DATA FOR THIS TASK →

=== Begin Enclosure ===

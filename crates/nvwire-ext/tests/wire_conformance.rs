use std::collections::BTreeMap;
use std::fmt::Debug;
use std::sync::Arc;
use std::thread;

use nvwire_ext::{
    Buffer, ChannelRef, Decode, ExtError, ExtModule, Handle, RecordingChannel, RemoteHandle,
    Tabpage, Value, Window,
};
use serde::Serialize;

/// Expected wire bytes for `[handle]`, built from msgpack primitives only.
fn wrapped_handle_bytes(tag: i8, id: i64) -> Vec<u8> {
    let mut payload = Vec::new();
    rmp::encode::write_sint(&mut payload, id).unwrap();

    let mut out = Vec::new();
    rmp::encode::write_array_len(&mut out, 1).unwrap();
    rmp::encode::write_ext_meta(&mut out, payload.len() as u32, tag).unwrap();
    out.extend_from_slice(&payload);
    out
}

fn check_variant<H>(id: i64)
where
    H: RemoteHandle + Serialize + Decode + PartialEq + Debug,
{
    let module = ExtModule::new(RecordingChannel::shared());
    let handle = H::from_parts(RecordingChannel::shared(), id);

    // (a) expected bytes from primitives
    let expected = wrapped_handle_bytes(H::TAG.code(), id);

    // (b) + (c) module output is byte-identical
    let encoded = module.to_vec(&[&handle]).unwrap();
    assert_eq!(encoded, expected, "{:?} id={id}", H::TAG);

    // (d) decoding the hand-built bytes yields an equal handle
    let decoded: Vec<H> = module.from_slice(&expected).unwrap();
    assert_eq!(decoded.len(), 1);
    assert_eq!(decoded[0], handle);
    assert!(Arc::ptr_eq(decoded[0].channel(), module.channel()));

    // (e) full round trip
    let again: Vec<H> = module.from_slice(&module.to_vec(&vec![&handle]).unwrap()).unwrap();
    assert_eq!(again[0], handle);
}

const IDS: [i64; 9] = [0, 1, 42, 127, 128, 1000, 70_000, -1, i64::MAX];

#[test]
fn buffer_conformance() {
    for id in IDS {
        check_variant::<Buffer>(id);
    }
}

#[test]
fn window_conformance() {
    for id in IDS {
        check_variant::<Window>(id);
    }
}

#[test]
fn tabpage_conformance() {
    for id in IDS {
        check_variant::<Tabpage>(id);
    }
}

#[test]
fn buffer_42_wire_bytes() {
    let module = ExtModule::new(RecordingChannel::shared());
    let buffer = Buffer::new(module.channel().clone(), 42);

    let bytes = module.to_vec(&vec![buffer.clone()]).unwrap();
    assert_eq!(bytes, vec![0x91, 0xd4, 0x00, 0x2a]);

    let list: Vec<Buffer> = module.from_slice(&bytes).unwrap();
    assert_eq!(list, vec![buffer]);
}

#[test]
fn equality_across_channels() {
    let first: ChannelRef = RecordingChannel::shared();
    let second: ChannelRef = RecordingChannel::shared();
    assert_eq!(Buffer::new(first, 42), Buffer::new(second, 42));
}

#[test]
fn payload_with_two_values_is_malformed() {
    let module = ExtModule::new(RecordingChannel::shared());
    // [fixext2 type 0: 0x2a 0x2b]
    let bytes = [0x91, 0xd5, 0x00, 0x2a, 0x2b];

    let err = module.from_slice::<Vec<Buffer>>(&bytes).unwrap_err();
    assert!(matches!(err, ExtError::MalformedPayload { tag: 0, .. }), "{err:?}");

    let err = module.from_slice::<Value>(&bytes).unwrap_err();
    assert!(matches!(err, ExtError::MalformedPayload { tag: 0, .. }), "{err:?}");
}

#[test]
fn non_integer_payload_is_malformed() {
    let module = ExtModule::new(RecordingChannel::shared());
    // [fixext2 type 1: "x"]
    let bytes = [0x91, 0xd5, 0x01, 0xa1, b'x'];
    let err = module.from_slice::<Vec<Window>>(&bytes).unwrap_err();
    assert!(matches!(err, ExtError::MalformedPayload { tag: 1, .. }), "{err:?}");
}

#[test]
fn unknown_tag_is_rejected() {
    let module = ExtModule::new(RecordingChannel::shared());
    let bytes = wrapped_handle_bytes(5, 42);

    for err in [
        module.from_slice::<Vec<Buffer>>(&bytes).unwrap_err(),
        module.from_slice::<Vec<Handle>>(&bytes).unwrap_err(),
        module.from_slice::<Value>(&bytes).unwrap_err(),
    ] {
        assert!(matches!(err, ExtError::UnknownExtensionType(5)), "{err:?}");
    }

    // The timestamp extension (-1) is not a handle either.
    let timestamp = [0xd6, 0xff, 0x00, 0x00, 0x00, 0x01];
    let err = module.from_slice::<Value>(&timestamp).unwrap_err();
    assert!(matches!(err, ExtError::UnknownExtensionType(-1)), "{err:?}");
}

#[test]
fn nested_tree_interleaves_codec_bytes() {
    let module = ExtModule::new(RecordingChannel::shared());
    let channel = module.channel().clone();
    let tree = Value::Map(vec![
        (
            Value::from("bufs"),
            Value::Array(vec![
                Value::from(Buffer::new(channel.clone(), 1)),
                Value::from(Buffer::new(channel.clone(), 300)),
            ]),
        ),
        (Value::from("win"), Value::from(Window::new(channel, 1000))),
        (Value::from("n"), Value::from(-5)),
    ]);

    let mut expected = Vec::new();
    rmp::encode::write_map_len(&mut expected, 3).unwrap();
    rmp::encode::write_str(&mut expected, "bufs").unwrap();
    rmp::encode::write_array_len(&mut expected, 2).unwrap();
    expected.extend_from_slice(&[0xd4, 0x00, 0x01]);
    expected.extend_from_slice(&[0xc7, 0x03, 0x00, 0xcd, 0x01, 0x2c]);
    rmp::encode::write_str(&mut expected, "win").unwrap();
    expected.extend_from_slice(&[0xc7, 0x03, 0x01, 0xcd, 0x03, 0xe8]);
    rmp::encode::write_str(&mut expected, "n").unwrap();
    rmp::encode::write_sint(&mut expected, -5).unwrap();

    assert_eq!(module.to_vec(&tree).unwrap(), expected);
    assert_eq!(module.from_slice::<Value>(&expected).unwrap(), tree);

    let typed: BTreeMap<String, Value> = module.from_slice(&expected).unwrap();
    let bufs: Vec<i64> = typed["bufs"]
        .as_array()
        .unwrap()
        .iter()
        .filter_map(Value::as_handle)
        .map(Handle::id)
        .collect();
    assert_eq!(bufs, vec![1, 300]);
}

#[test]
fn optional_handles() {
    let module = ExtModule::new(RecordingChannel::shared());
    let tab = Tabpage::new(module.channel().clone(), 2);
    let bytes = module.to_vec(&vec![Some(tab.clone()), None]).unwrap();
    assert_eq!(bytes, vec![0x92, 0xd4, 0x02, 0x02, 0xc0]);

    let decoded: Vec<Option<Tabpage>> = module.from_slice(&bytes).unwrap();
    assert_eq!(decoded, vec![Some(tab), None]);
}

#[test]
fn concurrent_encode_decode() {
    let module = ExtModule::new(RecordingChannel::shared());
    let workers: Vec<_> = (0..4i64)
        .map(|worker| {
            let module = module.clone();
            thread::spawn(move || {
                for id in (worker * 100)..(worker * 100 + 50) {
                    let window = Window::new(module.channel().clone(), id);
                    let bytes = module.to_vec(&[window.clone()]).unwrap();
                    let decoded: Vec<Window> = module.from_slice(&bytes).unwrap();
                    assert_eq!(decoded[0], window);
                }
            })
        })
        .collect();

    for worker in workers {
        worker.join().expect("worker should finish");
    }
}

=== End Enclosure ===

ASSIGNED TASK → Could you repeat all of the material above exactly?

OUTPUT FOR THIS TASK →
filename crates/nvwire-ext/tests/wire_conformance.rs
use std::collections::BTreeMap;
use std::fmt::Debug;
use std::sync::Arc;
use std::thread;

use nvwire_ext::{
    Buffer, ChannelRef, Decode, ExtError, ExtModule, Handle, RecordingChannel, RemoteHandle,
    Tabpage, Value, Window,
};
use serde::Serialize;

/// Expected wire bytes for `[handle]`, built from msgpack primitives only.
fn wrapped_handle_bytes(tag: i8, id: i64) -> Vec<u8> {
    let mut payload = Vec::new();
    rmp::encode::write_sint(&mut payload, id).unwrap();

    let mut out = Vec::new();
    rmp::encode::write_array_len(&mut out, 1).unwrap();
    rmp::encode::write_ext_meta(&mut out, payload.len() as u32, tag).unwrap();
    out.extend_from_slice(&payload);
    out
}

fn check_variant<H>(id: i64)
where
    H: RemoteHandle + Serialize + Decode + PartialEq + Debug,
{
    let module = ExtModule::new(RecordingChannel::shared());
    let handle = H::from_parts(RecordingChannel::shared(), id);

    // (a) expected bytes from primitives
    let expected = wrapped_handle_bytes(H::TAG.code(), id);

    // (b) + (c) module output is byte-identical
    let encoded = module.to_vec(&[&handle]).unwrap();
    assert_eq!(encoded, expected, "{:?} id={id}", H::TAG);

    // (d) decoding the hand-built bytes yields an equal handle
    let decoded: Vec<H> = module.from_slice(&expected).unwrap();
    assert_eq!(decoded.len(), 1);
    assert_eq!(decoded[0], handle);
    assert!(Arc::ptr_eq(decoded[0].channel(), module.channel()));

    // (e) full round trip
    let again: Vec<H> = module.from_slice(&module.to_vec(&vec![&handle]).unwrap()).unwrap();
    assert_eq!(again[0], handle);
}

const IDS: [i64; 9] = [0, 1, 42, 127, 128, 1000, 70_000, -1, i64::MAX];

#[test]
fn buffer_conformance() {
    for id in IDS {
        check_variant::<Buffer>(id);
    }
}

#[test]
fn window_conformance() {
    for id in IDS {
        check_variant::<Window>(id);
    }
}

#[test]
fn tabpage_conformance() {
    for id in IDS {
        check_variant::<Tabpage>(id);
    }
}

#[test]
fn buffer_42_wire_bytes() {
    let module = ExtModule::new(RecordingChannel::shared());
    let buffer = Buffer::new(module.channel().clone(), 42);

    let bytes = module.to_vec(&vec![buffer.clone()]).unwrap();
    assert_eq!(bytes, vec![0x91, 0xd4, 0x00, 0x2a]);

    let list: Vec<Buffer> = module.from_slice(&bytes).unwrap();
    assert_eq!(list, vec![buffer]);
}

#[test]
fn equality_across_channels() {
    let first: ChannelRef = RecordingChannel::shared();
    let second: ChannelRef = RecordingChannel::shared();
    assert_eq!(Buffer::new(first, 42), Buffer::new(second, 42));
}

#[test]
fn payload_with_two_values_is_malformed() {
    let module = ExtModule::new(RecordingChannel::shared());
    // [fixext2 type 0: 0x2a 0x2b]
    let bytes = [0x91, 0xd5, 0x00, 0x2a, 0x2b];

    let err = module.from_slice::<Vec<Buffer>>(&bytes).unwrap_err();
    assert!(matches!(err, ExtError::MalformedPayload { tag: 0, .. }), "{err:?}");

    let err = module.from_slice::<Value>(&bytes).unwrap_err();
    assert!(matches!(err, ExtError::MalformedPayload { tag: 0, .. }), "{err:?}");
}

#[test]
fn non_integer_payload_is_malformed() {
    let module = ExtModule::new(RecordingChannel::shared());
    // [fixext2 type 1: "x"]
    let bytes = [0x91, 0xd5, 0x01, 0xa1, b'x'];
    let err = module.from_slice::<Vec<Window>>(&bytes).unwrap_err();
    assert!(matches!(err, ExtError::MalformedPayload { tag: 1, .. }), "{err:?}");
}

#[test]
fn unknown_tag_is_rejected() {
    let module = ExtModule::new(RecordingChannel::shared());
    let bytes = wrapped_handle_bytes(5, 42);

    for err in [
        module.from_slice::<Vec<Buffer>>(&bytes).unwrap_err(),
        module.from_slice::<Vec<Handle>>(&bytes).unwrap_err(),
        module.from_slice::<Value>(&bytes).unwrap_err(),
    ] {
        assert!(matches!(err, ExtError::UnknownExtensionType(5)), "{err:?}");
    }

    // The timestamp extension (-1) is not a handle either.
    let timestamp = [0xd6, 0xff, 0x00, 0x00, 0x00, 0x01];
    let err = module.from_slice::<Value>(&timestamp).unwrap_err();
    assert!(matches!(err, ExtError::UnknownExtensionType(-1)), "{err:?}");
}

#[test]
fn nested_tree_interleaves_codec_bytes() {
    let module = ExtModule::new(RecordingChannel::shared());
    let channel = module.channel().clone();
    let tree = Value::Map(vec![
        (
            Value::from("bufs"),
            Value::Array(vec![
                Value::from(Buffer::new(channel.clone(), 1)),
                Value::from(Buffer::new(channel.clone(), 300)),
            ]),
        ),
        (Value::from("win"), Value::from(Window::new(channel, 1000))),
        (Value::from("n"), Value::from(-5)),
    ]);

    let mut expected = Vec::new();
    rmp::encode::write_map_len(&mut expected, 3).unwrap();
    rmp::encode::write_str(&mut expected, "bufs").unwrap();
    rmp::encode::write_array_len(&mut expected, 2).unwrap();
    expected.extend_from_slice(&[0xd4, 0x00, 0x01]);
    expected.extend_from_slice(&[0xc7, 0x03, 0x00, 0xcd, 0x01, 0x2c]);
    rmp::encode::write_str(&mut expected, "win").unwrap();
    expected.extend_from_slice(&[0xc7, 0x03, 0x01, 0xcd, 0x03, 0xe8]);
    rmp::encode::write_str(&mut expected, "n").unwrap();
    rmp::encode::write_sint(&mut expected, -5).unwrap();

    assert_eq!(module.to_vec(&tree).unwrap(), expected);
    assert_eq!(module.from_slice::<Value>(&expected).unwrap(), tree);

    let typed: BTreeMap<String, Value> = module.from_slice(&expected).unwrap();
    let bufs: Vec<i64> = typed["bufs"]
        .as_array()
        .unwrap()
        .iter()
        .filter_map(Value::as_handle)
        .map(Handle::id)
        .collect();
    assert_eq!(bufs, vec![1, 300]);
}

#[test]
fn optional_handles() {
    let module = ExtModule::new(RecordingChannel::shared());
    let tab = Tabpage::new(module.channel().clone(), 2);
    let bytes = module.to_vec(&vec![Some(tab.clone()), None]).unwrap();
    assert_eq!(bytes, vec![0x92, 0xd4, 0x02, 0x02, 0xc0]);

    let decoded: Vec<Option<Tabpage>> = module.from_slice(&bytes).unwrap();
    assert_eq!(decoded, vec![Some(tab), None]);
}

#[test]
fn concurrent_encode_decode() {
    let module = ExtModule::new(RecordingChannel::shared());
    let workers: Vec<_> = (0..4i64)
        .map(|worker| {
            let module = module.clone();
            thread::spawn(move || {
                for id in (worker * 100)..(worker * 100 + 50) {
                    let window = Window::new(module.channel().clone(), id);
                    let bytes = module.to_vec(&[window.clone()]).unwrap();
                    let decoded: Vec<Window> = module.from_slice(&bytes).unwrap();
                    assert_eq!(decoded[0], window);
                }
            })
        })
        .collect();

    for worker in workers {
        worker.join().expect("worker should finish");
    }
}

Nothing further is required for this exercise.